▶ Exercise objective
The line containing "use crate::config::AppImageConfig;" marks the end, so write out exactly every line from the top of the entries below through that one.
BEGIN Provided material
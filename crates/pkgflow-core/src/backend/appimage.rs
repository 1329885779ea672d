use std::path::{Path, PathBuf};
use std::sync::Arc;

use async_trait::async_trait;

use super::{Backend, BackendKind, Operation};
use crate::config::AppImageConfig;
use crate::error::JobError;
use crate::package::Package;
use crate::process::Invocation;
use crate::release::{ReleaseAsset, ReleaseSource};

/// Downloads AppImages into a directory and deletes them again.
///
/// Both operations resolve the release asset first: the file on disk is
/// named after the asset, so removal needs the same lookup as install.
pub struct AppImageBackend {
    config: AppImageConfig,
    /// `$HOME` as seen at construction; only consulted when no install dir is configured
    home: Option<PathBuf>,
    releases: Arc<dyn ReleaseSource>,
}

impl AppImageBackend {
    pub fn new(config: &AppImageConfig, releases: Arc<dyn ReleaseSource>) -> Self {
        Self {
            config: config.clone(),
            home: std::env::var_os("HOME").map(PathBuf::from),
            releases,
        }
    }

    /// The download directory, resolved per job so a missing `$HOME` only
    /// fails AppImage jobs.
    fn install_dir(&self) -> Result<PathBuf, JobError> {
        self.config
            .install_dir_with_home(self.home.as_deref())
            .map_err(|e| JobError::InvalidInvocation(format!("{:#}", e)))
    }

    /// Find the asset this package refers to: an explicit URL wins over a
    /// release lookup.
    async fn resolve(&self, package: &Package) -> Result<ReleaseAsset, JobError> {
        let missing = || JobError::MissingMetadata {
            package: package.id.clone(),
            field: "appimage.url or appimage.repo",
        };
        let meta = package.appimage.as_ref().ok_or_else(missing)?;

        if let Some(ref url) = meta.url {
            let file_name = file_name_from_url(url).ok_or_else(|| {
                JobError::InvalidInvocation(format!("cannot derive a file name from '{}'", url))
            })?;
            return Ok(ReleaseAsset {
                file_name,
                url: url.clone(),
            });
        }

        let repo = meta.repo.as_deref().ok_or_else(missing)?;
        let pattern = meta
            .asset_pattern
            .as_deref()
            .unwrap_or(&self.config.asset_pattern);
        let asset = self.releases.latest_asset(repo, pattern).await?;

        if !is_plain_file_name(&asset.file_name) {
            return Err(JobError::InvalidInvocation(format!(
                "refusing unsafe asset name '{}'",
                asset.file_name
            )));
        }
        Ok(asset)
    }

}

#[async_trait]
impl Backend for AppImageBackend {
    fn kind(&self) -> BackendKind {
        BackendKind::AppImage
    }

    async fn prepare(&self, operation: Operation, package: &Package) -> Result<Invocation, JobError> {
        let install_dir = self.install_dir()?;
        let asset = self.resolve(package).await?;
        let target = install_dir.join(&asset.file_name);

        Ok(match operation {
            Operation::Install => install_script(&install_dir, &target, &asset.url),
            Operation::Remove => Invocation::new("rm", ["-f".to_string(), path_arg(&target)]),
        })
    }
}

fn install_script(dir: &Path, target: &Path, url: &str) -> Invocation {
    let dir = shell_words::quote(&path_arg(dir)).into_owned();
    let target = shell_words::quote(&path_arg(target)).into_owned();
    let url = shell_words::quote(url).into_owned();
    Invocation::shell(format!(
        "mkdir -p {dir} && curl -fL -sS -o {target} {url} && chmod +x {target}"
    ))
}

fn path_arg(path: &Path) -> String {
    path.display().to_string()
}

/// Last path segment of a URL, without query or fragment.
fn file_name_from_url(url: &str) -> Option<String> {
    let path = url.split(['?', '#']).next().unwrap_or(url);
    let name = path.trim_end_matches('/').rsplit('/').next()?;
    is_plain_file_name(name).then(|| name.to_string())
}

fn is_plain_file_name(name: &str) -> bool {
    !name.is_empty() && name != "." && name != ".." && !name.contains(['/', '\\'])
}

#[cfg(test)]
mod tests {
    use super::*;
    use crate::error::ResolveError;
    use crate::package::AppImageMetadata;

    /// Returns a fixed asset and records nothing.
    struct FixedRelease(ReleaseAsset);

    #[async_trait]
    impl ReleaseSource for FixedRelease {
        async fn latest_asset(&self, _repo: &str, pattern: &str) -> Result<ReleaseAsset, ResolveError> {
            if glob::Pattern::new(pattern).is_ok_and(|p| p.matches(&self.0.file_name)) {
                Ok(self.0.clone())
            } else {
                Err(ResolveError::NoMatchingAsset {
                    repo: "test/repo".to_string(),
                    pattern: pattern.to_string(),
                })
            }
        }
    }

    fn backend(file_name: &str) -> AppImageBackend {
        let config = AppImageConfig {
            install_dir: Some(PathBuf::from("/opt/apps")),
            ..Default::default()
        };
        AppImageBackend::new(
            &config,
            Arc::new(FixedRelease(ReleaseAsset {
                file_name: file_name.to_string(),
                url: format!("https://example.com/{}", file_name),
            })),
        )
    }

    fn krita(meta: Option<AppImageMetadata>) -> Package {
        Package {
            id: "krita".to_string(),
            name: None,
            format: "AppImage".to_string(),
            flatpak: None,
            snap: None,
            appimage: meta,
        }
    }

    fn repo_meta() -> Option<AppImageMetadata> {
        Some(AppImageMetadata {
            repo: Some("KDE/krita".to_string()),
            ..Default::default()
        })
    }

    #[cfg(unix)]
    #[tokio::test]
    async fn test_install_resolves_release() {
        let inv = backend("krita-x86_64.AppImage")
            .prepare(Operation::Install, &krita(repo_meta()))
            .await
            .expect("command builds");
        assert_eq!(inv.program, "sh");
        assert_eq!(
            inv.args[1],
            "mkdir -p /opt/apps && curl -fL -sS -o /opt/apps/krita-x86_64.AppImage \
             https://example.com/krita-x86_64.AppImage && chmod +x /opt/apps/krita-x86_64.AppImage"
        );
    }

    #[tokio::test]
    async fn test_remove_uses_resolved_file_name() {
        let inv = backend("krita-x86_64.AppImage")
            .prepare(Operation::Remove, &krita(repo_meta()))
            .await
            .expect("command builds");
        assert_eq!(inv.program, "rm");
        assert_eq!(inv.args, vec!["-f", "/opt/apps/krita-x86_64.AppImage"]);
    }

    #[tokio::test]
    async fn test_explicit_url_skips_lookup() {
        let pkg = krita(Some(AppImageMetadata {
            url: Some("https://downloads.example.org/krita/Krita-5.AppImage?download=1".to_string()),
            ..Default::default()
        }));
        // The release source only knows a different asset, so success proves it was not used.
        let inv = backend("other.AppImage")
            .prepare(Operation::Remove, &pkg)
            .await
            .expect("command builds");
        assert_eq!(inv.args, vec!["-f", "/opt/apps/Krita-5.AppImage"]);
    }

    #[tokio::test]
    async fn test_package_pattern_overrides_default() {
        let pkg = krita(Some(AppImageMetadata {
            repo: Some("KDE/krita".to_string()),
            asset_pattern: Some("*-aarch64.AppImage".to_string()),
            url: None,
        }));
        let err = backend("krita-x86_64.AppImage")
            .prepare(Operation::Install, &pkg)
            .await
            .expect_err("pattern does not match");
        assert!(matches!(
            err,
            JobError::Resolve(ResolveError::NoMatchingAsset { .. })
        ));
    }

    #[tokio::test]
    async fn test_missing_metadata() {
        let err = backend("krita.AppImage")
            .prepare(Operation::Install, &krita(None))
            .await
            .expect_err("no metadata");
        assert!(matches!(err, JobError::MissingMetadata { .. }));

        let err = backend("krita.AppImage")
            .prepare(Operation::Install, &krita(Some(AppImageMetadata::default())))
            .await
            .expect_err("neither url nor repo");
        assert!(matches!(err, JobError::MissingMetadata { .. }));
    }

    #[tokio::test]
    async fn test_unsafe_asset_name_rejected() {
        let err = backend("../escape.AppImage")
            .prepare(Operation::Remove, &krita(repo_meta()))
            .await
            .expect_err("unsafe name");
        assert!(matches!(err, JobError::InvalidInvocation(_)));
    }

    #[tokio::test]
    async fn test_missing_home_only_fails_the_job() {
        let mut backend = AppImageBackend::new(
            &AppImageConfig::default(),
            Arc::new(FixedRelease(ReleaseAsset {
                file_name: "krita.AppImage".to_string(),
                url: "https://example.com/krita.AppImage".to_string(),
            })),
        );
        backend.home = None;

        let err = backend
            .prepare(Operation::Install, &krita(repo_meta()))
            .await
            .expect_err("no install dir");
        assert!(matches!(err, JobError::InvalidInvocation(ref m) if m.contains("HOME is not set")));

        backend.home = Some(PathBuf::from("/home/ada"));
        let inv = backend
            .prepare(Operation::Remove, &krita(repo_meta()))
            .await
            .expect("command builds");
        assert_eq!(inv.args, vec!["-f", "/home/ada/Applications/krita.AppImage"]);
    }

    #[test]
    fn test_file_name_from_url() {
        assert_eq!(
            file_name_from_url("https://x.org/a/b/App.AppImage").as_deref(),
            Some("App.AppImage")
        );
        assert_eq!(
            file_name_from_url("https://x.org/App.AppImage#frag").as_deref(),
            Some("App.AppImage")
        );
        assert_eq!(file_name_from_url("https://x.org/..").as_deref(), None);
    }
}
END Provided material
▶ Output for this task
filename crates/pkgflow-core/src/backend/appimage.rs
repository 1329885779ea672d
use std::path::{Path, PathBuf};
use std::sync::Arc;

use async_trait::async_trait;

use super::{Backend, BackendKind, Operation};
use crate::config::AppImageConfig;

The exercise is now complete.